>>

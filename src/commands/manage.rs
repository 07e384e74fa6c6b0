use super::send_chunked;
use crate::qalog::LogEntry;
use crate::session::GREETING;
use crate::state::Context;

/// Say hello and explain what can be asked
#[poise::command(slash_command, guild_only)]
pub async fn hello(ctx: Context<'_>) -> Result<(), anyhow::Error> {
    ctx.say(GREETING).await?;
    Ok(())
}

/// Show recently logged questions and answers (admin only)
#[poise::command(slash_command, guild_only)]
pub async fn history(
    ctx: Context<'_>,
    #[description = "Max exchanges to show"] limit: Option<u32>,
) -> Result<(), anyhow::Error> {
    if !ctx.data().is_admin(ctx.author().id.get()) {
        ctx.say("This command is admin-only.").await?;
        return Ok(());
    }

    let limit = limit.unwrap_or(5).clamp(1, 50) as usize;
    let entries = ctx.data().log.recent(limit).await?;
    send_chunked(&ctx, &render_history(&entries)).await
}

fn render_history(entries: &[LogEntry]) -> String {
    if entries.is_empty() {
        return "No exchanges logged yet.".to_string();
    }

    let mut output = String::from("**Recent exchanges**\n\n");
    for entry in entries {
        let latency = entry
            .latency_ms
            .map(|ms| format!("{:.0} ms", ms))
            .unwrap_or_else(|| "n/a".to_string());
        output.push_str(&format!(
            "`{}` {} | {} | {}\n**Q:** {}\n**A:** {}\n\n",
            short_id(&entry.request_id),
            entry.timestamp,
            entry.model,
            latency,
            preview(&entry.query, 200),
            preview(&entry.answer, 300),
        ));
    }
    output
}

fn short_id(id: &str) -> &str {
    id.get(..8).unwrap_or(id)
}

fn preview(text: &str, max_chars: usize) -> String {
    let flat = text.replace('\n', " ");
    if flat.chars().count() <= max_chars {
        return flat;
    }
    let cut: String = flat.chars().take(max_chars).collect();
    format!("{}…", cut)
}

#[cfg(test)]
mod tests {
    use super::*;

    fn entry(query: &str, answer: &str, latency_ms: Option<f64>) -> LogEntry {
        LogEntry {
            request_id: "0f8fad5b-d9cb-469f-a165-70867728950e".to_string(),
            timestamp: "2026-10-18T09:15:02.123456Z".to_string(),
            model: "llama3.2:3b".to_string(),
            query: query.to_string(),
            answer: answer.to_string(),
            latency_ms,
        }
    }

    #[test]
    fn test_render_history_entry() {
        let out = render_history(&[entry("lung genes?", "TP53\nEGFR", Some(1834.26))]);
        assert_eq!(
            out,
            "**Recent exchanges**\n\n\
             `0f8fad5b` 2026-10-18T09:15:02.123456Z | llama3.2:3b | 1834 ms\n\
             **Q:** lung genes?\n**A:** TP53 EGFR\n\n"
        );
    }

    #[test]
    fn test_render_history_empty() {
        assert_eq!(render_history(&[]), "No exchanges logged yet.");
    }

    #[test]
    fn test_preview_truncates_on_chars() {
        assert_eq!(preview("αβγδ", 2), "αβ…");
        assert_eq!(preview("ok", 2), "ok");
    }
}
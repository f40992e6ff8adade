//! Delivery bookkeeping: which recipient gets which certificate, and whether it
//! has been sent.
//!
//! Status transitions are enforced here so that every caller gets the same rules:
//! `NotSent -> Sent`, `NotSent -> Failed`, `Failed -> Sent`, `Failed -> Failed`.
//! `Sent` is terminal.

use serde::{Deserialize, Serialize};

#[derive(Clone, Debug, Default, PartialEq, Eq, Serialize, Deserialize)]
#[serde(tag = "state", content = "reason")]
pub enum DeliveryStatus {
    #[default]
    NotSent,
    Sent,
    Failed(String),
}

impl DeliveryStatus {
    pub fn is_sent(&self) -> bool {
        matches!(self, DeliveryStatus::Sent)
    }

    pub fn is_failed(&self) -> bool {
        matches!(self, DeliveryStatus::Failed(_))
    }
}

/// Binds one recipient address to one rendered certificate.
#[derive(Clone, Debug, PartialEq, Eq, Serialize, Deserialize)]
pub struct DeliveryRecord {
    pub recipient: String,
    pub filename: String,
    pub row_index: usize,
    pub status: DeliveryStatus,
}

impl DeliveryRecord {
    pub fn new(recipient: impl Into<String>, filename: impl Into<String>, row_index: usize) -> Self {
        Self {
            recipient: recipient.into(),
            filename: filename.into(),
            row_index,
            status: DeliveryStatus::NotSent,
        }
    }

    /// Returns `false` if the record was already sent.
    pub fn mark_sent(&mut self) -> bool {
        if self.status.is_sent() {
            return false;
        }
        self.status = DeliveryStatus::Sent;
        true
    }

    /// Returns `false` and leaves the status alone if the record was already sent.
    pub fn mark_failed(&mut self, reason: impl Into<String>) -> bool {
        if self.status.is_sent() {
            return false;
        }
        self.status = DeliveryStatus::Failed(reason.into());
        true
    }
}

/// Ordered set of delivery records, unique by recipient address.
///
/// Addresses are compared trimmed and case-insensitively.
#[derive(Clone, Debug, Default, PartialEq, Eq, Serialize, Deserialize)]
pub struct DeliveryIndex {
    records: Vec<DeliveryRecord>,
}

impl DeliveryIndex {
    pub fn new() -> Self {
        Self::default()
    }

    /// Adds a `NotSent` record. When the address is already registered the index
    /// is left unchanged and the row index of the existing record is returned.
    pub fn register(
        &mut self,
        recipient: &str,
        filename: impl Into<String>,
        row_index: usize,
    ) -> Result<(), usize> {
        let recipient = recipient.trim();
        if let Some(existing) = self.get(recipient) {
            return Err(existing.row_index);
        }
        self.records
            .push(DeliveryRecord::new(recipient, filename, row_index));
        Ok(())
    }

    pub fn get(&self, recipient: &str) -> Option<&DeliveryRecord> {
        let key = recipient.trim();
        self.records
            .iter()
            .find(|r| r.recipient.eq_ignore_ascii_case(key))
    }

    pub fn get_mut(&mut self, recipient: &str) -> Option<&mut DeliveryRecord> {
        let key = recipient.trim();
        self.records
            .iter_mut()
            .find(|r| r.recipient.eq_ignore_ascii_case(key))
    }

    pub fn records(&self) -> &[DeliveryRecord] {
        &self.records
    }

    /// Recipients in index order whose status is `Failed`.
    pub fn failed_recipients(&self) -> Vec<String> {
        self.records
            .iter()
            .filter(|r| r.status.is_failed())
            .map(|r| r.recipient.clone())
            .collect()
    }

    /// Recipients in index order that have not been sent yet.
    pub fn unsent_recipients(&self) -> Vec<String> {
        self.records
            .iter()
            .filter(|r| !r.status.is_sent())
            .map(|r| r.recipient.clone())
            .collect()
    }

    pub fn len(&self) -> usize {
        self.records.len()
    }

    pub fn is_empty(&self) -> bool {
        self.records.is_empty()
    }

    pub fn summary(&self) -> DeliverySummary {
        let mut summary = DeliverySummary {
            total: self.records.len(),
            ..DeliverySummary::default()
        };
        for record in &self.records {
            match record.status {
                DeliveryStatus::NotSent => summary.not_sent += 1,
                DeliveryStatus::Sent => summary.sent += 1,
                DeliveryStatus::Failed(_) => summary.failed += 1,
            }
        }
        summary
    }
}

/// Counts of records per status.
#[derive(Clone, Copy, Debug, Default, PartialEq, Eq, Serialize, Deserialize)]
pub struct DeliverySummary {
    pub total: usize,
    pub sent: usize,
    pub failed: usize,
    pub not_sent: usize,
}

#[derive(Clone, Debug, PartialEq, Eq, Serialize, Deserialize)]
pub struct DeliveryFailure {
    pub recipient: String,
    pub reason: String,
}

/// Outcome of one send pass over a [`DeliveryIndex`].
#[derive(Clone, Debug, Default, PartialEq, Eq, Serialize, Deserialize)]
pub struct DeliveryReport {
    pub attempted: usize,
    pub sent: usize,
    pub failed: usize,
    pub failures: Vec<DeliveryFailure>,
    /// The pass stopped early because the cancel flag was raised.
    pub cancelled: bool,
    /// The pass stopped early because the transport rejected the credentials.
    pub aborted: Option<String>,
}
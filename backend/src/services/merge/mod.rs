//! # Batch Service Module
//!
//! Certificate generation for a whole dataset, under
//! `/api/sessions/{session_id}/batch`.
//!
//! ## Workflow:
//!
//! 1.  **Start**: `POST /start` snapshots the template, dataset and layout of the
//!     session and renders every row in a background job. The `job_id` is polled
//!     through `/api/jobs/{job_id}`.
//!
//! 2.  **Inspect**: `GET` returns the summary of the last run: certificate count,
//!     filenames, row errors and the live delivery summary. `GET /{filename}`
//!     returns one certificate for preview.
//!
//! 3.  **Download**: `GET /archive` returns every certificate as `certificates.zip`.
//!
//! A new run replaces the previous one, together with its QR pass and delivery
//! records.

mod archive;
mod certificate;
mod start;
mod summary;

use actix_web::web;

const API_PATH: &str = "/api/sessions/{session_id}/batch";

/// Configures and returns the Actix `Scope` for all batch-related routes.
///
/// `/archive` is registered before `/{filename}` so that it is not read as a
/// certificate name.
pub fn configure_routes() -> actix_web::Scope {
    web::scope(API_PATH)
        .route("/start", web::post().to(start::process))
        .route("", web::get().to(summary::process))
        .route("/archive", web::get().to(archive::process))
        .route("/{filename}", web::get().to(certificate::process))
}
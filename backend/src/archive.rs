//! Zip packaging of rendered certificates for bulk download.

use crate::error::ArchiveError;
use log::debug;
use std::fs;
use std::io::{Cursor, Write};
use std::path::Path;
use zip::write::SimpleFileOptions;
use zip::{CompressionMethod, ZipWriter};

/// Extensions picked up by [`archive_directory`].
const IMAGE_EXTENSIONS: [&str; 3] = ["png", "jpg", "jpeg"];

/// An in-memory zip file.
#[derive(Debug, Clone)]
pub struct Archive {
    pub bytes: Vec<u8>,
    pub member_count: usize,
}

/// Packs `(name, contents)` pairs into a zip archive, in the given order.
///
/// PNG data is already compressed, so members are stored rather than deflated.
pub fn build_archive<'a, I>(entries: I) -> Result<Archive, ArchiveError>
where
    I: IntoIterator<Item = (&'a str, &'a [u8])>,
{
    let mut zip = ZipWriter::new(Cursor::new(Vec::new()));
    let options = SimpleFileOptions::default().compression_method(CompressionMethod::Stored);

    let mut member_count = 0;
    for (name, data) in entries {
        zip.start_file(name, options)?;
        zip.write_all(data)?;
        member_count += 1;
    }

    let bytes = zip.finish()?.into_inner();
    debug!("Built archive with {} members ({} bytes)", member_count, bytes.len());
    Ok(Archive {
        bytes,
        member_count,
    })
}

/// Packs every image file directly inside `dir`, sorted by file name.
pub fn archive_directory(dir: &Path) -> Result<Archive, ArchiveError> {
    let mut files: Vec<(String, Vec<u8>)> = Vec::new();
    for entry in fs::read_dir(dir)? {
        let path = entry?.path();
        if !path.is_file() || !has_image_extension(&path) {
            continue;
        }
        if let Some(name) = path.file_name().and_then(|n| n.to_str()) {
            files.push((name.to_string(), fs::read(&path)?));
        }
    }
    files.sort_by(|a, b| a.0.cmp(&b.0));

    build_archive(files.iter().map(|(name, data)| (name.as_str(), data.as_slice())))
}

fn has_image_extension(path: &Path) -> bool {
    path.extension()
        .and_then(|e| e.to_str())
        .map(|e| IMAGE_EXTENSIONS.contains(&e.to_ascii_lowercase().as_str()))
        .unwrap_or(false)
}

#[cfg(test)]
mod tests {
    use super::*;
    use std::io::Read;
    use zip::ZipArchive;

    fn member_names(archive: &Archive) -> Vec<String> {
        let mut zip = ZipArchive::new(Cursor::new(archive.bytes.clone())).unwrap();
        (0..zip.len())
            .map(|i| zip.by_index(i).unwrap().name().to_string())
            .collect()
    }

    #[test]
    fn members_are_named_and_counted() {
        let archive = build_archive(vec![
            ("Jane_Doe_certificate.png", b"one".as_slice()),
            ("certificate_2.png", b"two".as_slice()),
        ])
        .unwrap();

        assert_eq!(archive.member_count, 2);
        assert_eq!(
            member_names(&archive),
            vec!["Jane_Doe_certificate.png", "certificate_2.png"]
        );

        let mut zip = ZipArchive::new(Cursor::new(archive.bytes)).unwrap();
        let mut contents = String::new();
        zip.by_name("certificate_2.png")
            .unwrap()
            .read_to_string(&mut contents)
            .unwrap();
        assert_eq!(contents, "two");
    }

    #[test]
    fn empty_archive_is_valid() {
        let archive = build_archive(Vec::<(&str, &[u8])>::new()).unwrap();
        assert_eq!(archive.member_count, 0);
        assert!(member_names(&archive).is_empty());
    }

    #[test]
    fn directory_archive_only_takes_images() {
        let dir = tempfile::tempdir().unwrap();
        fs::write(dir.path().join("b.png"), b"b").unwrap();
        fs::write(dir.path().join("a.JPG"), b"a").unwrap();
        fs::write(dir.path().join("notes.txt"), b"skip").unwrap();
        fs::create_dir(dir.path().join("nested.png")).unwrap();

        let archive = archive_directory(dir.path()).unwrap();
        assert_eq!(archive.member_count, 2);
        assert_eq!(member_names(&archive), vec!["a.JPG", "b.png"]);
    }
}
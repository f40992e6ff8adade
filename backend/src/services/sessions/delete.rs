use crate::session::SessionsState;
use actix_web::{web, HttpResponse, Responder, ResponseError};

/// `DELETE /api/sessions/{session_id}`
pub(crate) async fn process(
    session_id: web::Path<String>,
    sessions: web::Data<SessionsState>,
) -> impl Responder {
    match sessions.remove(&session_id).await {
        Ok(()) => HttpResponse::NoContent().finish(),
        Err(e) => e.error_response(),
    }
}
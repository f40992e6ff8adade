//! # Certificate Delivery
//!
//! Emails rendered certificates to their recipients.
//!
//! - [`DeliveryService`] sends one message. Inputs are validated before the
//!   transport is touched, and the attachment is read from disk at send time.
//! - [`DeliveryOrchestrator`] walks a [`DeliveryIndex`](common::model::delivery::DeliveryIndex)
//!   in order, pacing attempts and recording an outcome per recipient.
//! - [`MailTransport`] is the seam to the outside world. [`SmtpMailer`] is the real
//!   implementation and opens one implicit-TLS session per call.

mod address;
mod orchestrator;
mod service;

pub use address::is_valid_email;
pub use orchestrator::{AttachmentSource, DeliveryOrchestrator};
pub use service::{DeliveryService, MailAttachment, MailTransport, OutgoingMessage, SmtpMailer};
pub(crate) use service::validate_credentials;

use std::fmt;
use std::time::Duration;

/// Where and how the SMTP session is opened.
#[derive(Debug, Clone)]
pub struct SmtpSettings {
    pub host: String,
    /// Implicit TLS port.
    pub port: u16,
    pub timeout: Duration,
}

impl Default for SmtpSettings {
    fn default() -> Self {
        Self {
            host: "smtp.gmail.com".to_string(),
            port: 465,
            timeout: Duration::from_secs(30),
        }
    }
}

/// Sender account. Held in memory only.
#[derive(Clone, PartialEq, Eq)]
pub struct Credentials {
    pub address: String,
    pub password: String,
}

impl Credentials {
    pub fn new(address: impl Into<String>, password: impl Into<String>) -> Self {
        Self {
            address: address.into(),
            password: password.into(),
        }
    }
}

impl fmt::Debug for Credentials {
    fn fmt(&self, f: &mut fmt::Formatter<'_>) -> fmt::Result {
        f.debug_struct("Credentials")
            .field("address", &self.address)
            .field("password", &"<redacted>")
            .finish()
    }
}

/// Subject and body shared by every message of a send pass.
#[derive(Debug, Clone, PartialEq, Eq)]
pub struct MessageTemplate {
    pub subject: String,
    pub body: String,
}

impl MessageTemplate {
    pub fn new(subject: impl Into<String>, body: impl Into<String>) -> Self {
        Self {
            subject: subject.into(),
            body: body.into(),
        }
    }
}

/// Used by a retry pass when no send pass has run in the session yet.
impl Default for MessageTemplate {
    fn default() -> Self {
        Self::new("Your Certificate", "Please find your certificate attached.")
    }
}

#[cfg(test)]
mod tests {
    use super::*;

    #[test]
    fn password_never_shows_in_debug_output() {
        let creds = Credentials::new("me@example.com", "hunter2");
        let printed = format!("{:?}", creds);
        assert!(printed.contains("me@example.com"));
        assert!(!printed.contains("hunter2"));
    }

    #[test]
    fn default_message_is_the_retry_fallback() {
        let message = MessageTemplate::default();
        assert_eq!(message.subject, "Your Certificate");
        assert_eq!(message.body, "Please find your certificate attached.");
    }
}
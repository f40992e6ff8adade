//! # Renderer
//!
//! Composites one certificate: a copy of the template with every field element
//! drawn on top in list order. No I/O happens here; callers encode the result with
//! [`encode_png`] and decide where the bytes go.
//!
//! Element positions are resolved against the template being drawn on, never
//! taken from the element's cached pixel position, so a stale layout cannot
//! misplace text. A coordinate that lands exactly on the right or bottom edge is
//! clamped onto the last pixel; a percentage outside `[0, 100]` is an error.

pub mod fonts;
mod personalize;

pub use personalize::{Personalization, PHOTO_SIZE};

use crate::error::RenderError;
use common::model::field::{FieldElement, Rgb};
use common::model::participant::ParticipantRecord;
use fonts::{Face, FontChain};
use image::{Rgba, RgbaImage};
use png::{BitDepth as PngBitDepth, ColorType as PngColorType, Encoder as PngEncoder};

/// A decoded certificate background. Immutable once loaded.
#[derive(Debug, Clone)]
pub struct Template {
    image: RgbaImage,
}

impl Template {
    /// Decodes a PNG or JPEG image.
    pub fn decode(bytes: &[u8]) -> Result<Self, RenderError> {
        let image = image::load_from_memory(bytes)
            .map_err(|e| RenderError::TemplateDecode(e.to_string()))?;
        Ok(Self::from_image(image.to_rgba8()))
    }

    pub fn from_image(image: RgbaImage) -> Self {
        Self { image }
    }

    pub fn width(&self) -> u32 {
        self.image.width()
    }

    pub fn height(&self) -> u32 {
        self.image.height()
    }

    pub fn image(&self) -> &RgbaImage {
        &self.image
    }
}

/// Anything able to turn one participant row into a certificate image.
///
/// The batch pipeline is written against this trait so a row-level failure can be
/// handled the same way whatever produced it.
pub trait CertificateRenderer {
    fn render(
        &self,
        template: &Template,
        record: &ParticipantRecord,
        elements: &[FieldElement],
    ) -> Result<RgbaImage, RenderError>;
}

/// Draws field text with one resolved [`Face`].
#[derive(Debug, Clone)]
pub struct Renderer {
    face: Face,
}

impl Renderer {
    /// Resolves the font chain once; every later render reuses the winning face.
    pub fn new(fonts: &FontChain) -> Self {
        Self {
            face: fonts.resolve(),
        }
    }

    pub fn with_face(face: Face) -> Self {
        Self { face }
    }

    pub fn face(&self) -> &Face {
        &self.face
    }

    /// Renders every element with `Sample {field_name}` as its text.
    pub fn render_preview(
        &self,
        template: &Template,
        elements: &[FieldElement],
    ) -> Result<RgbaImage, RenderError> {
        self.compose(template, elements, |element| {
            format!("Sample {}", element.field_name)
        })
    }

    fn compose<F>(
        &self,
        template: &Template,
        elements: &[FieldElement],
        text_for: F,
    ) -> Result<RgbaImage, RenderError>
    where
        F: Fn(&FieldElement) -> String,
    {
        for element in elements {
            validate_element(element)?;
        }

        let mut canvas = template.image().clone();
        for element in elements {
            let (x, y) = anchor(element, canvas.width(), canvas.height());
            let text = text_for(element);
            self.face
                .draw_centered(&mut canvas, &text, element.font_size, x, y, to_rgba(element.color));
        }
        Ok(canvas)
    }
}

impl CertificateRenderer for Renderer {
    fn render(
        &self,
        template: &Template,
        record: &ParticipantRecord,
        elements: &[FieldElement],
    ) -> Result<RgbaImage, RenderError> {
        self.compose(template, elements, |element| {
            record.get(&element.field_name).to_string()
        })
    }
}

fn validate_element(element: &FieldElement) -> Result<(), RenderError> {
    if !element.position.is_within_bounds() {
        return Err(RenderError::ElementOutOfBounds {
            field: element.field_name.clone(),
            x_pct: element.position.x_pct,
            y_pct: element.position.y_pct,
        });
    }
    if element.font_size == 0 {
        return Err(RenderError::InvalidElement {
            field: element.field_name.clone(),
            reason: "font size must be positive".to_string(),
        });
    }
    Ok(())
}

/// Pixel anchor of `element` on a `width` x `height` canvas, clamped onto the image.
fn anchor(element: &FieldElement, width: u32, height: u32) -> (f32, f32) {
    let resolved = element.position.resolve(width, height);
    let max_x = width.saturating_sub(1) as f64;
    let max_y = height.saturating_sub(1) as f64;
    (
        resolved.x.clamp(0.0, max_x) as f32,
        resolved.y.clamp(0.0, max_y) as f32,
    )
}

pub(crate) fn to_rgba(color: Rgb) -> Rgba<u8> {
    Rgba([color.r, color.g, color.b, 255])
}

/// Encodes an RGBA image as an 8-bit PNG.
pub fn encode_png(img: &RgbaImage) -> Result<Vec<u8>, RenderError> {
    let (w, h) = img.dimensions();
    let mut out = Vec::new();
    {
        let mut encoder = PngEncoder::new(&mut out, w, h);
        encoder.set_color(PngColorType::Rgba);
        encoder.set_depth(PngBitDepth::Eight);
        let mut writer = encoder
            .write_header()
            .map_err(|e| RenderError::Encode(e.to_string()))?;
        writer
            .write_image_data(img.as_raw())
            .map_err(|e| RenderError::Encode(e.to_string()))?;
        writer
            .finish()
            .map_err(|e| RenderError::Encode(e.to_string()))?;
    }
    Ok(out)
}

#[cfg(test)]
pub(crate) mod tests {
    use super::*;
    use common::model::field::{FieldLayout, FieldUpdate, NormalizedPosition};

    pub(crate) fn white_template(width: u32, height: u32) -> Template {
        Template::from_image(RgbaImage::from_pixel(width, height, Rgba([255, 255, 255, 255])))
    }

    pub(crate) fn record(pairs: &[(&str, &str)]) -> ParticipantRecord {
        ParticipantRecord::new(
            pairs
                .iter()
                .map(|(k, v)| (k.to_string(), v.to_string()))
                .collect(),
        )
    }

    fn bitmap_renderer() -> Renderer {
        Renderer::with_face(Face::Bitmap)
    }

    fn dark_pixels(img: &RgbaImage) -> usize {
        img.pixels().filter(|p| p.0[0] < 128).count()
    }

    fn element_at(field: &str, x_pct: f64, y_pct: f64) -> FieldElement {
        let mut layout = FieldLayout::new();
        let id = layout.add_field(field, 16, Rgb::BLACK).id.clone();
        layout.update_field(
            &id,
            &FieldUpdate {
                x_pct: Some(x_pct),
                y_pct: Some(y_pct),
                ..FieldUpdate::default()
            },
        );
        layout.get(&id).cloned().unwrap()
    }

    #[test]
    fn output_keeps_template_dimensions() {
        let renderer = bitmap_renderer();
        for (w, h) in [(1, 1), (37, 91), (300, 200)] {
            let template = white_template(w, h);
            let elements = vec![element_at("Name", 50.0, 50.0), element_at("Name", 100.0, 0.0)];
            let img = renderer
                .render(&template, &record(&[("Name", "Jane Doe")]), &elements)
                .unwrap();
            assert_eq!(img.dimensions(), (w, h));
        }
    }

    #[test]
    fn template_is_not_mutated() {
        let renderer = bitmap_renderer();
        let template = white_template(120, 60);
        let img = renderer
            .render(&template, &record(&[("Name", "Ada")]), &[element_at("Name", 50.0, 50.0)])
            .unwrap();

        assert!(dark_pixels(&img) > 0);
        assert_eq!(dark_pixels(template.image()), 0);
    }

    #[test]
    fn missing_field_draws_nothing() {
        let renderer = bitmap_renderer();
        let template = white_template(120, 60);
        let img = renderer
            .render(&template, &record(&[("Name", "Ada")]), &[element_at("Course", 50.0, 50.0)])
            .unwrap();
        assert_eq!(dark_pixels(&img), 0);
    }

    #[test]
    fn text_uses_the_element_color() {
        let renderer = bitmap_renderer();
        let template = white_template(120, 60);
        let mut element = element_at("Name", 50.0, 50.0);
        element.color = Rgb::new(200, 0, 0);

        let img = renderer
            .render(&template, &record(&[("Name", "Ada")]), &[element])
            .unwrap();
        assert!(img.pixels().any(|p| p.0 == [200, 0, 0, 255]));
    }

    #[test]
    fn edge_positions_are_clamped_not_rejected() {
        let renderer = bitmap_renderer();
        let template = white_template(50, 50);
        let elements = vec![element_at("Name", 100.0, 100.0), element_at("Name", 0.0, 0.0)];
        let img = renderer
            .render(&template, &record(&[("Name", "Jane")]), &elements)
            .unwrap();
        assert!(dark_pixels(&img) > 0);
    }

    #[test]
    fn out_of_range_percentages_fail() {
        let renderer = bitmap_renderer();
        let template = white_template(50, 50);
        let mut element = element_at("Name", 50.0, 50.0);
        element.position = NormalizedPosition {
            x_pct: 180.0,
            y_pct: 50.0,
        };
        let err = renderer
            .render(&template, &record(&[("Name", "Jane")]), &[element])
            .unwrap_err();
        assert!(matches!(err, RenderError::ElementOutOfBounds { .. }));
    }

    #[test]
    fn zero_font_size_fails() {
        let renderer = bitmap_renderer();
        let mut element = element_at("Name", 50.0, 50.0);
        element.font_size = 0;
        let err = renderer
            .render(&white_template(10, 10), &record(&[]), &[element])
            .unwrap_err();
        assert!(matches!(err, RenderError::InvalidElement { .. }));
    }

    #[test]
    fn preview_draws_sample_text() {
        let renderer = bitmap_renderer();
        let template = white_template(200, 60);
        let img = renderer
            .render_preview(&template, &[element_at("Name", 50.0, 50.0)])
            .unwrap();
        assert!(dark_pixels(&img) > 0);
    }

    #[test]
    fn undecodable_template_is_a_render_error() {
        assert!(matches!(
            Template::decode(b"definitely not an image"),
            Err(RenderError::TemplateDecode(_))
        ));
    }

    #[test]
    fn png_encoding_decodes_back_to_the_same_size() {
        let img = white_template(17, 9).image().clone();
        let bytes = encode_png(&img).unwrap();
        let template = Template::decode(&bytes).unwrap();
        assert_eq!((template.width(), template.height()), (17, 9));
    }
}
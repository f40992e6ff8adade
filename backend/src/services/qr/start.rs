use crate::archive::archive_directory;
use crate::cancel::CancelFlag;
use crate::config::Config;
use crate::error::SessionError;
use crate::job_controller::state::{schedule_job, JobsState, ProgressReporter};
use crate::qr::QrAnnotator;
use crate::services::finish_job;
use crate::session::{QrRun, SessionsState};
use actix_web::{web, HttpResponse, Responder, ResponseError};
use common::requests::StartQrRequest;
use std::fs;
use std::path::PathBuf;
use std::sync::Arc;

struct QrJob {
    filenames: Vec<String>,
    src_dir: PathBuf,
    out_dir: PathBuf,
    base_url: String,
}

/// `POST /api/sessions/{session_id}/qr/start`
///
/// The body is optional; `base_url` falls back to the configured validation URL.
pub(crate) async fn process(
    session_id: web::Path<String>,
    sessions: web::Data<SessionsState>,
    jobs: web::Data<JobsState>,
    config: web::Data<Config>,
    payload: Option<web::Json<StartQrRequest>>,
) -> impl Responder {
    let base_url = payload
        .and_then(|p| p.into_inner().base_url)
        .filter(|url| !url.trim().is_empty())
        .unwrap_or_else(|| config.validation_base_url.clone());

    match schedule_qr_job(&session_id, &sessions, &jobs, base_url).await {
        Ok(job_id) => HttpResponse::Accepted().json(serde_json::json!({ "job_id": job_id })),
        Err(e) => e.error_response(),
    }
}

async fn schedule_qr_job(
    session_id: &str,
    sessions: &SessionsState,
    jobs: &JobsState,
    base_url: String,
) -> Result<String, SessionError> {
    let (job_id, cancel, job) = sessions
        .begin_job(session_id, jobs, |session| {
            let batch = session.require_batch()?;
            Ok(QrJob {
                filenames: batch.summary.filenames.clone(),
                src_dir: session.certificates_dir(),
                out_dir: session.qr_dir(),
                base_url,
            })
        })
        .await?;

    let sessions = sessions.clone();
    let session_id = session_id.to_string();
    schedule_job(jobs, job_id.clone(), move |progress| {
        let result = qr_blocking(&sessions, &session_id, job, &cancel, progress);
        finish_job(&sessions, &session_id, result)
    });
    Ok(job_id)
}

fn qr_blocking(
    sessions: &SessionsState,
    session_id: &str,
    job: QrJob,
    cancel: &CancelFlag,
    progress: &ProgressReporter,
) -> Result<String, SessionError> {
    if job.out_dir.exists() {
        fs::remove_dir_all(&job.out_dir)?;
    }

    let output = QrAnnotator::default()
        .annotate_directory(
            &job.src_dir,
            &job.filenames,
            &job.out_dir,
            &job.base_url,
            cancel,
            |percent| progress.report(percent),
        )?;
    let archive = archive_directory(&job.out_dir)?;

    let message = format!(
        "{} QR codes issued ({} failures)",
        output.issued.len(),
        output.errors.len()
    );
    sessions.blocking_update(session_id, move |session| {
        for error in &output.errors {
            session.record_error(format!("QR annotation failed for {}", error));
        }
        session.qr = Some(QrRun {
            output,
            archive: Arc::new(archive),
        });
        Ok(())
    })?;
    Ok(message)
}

<<

__What this task involves__.
Your output should be an exact copy of the lines from the one containing "annotation failed for" through the last line of the data above.

__Expected answer__.
            session.record_error(format!("QR annotation failed for {}", error));
        }
        session.qr = Some(QrRun {
            output,
            archive: Arc::new(archive),
        });
        Ok(())
    })?;
    Ok(message)
}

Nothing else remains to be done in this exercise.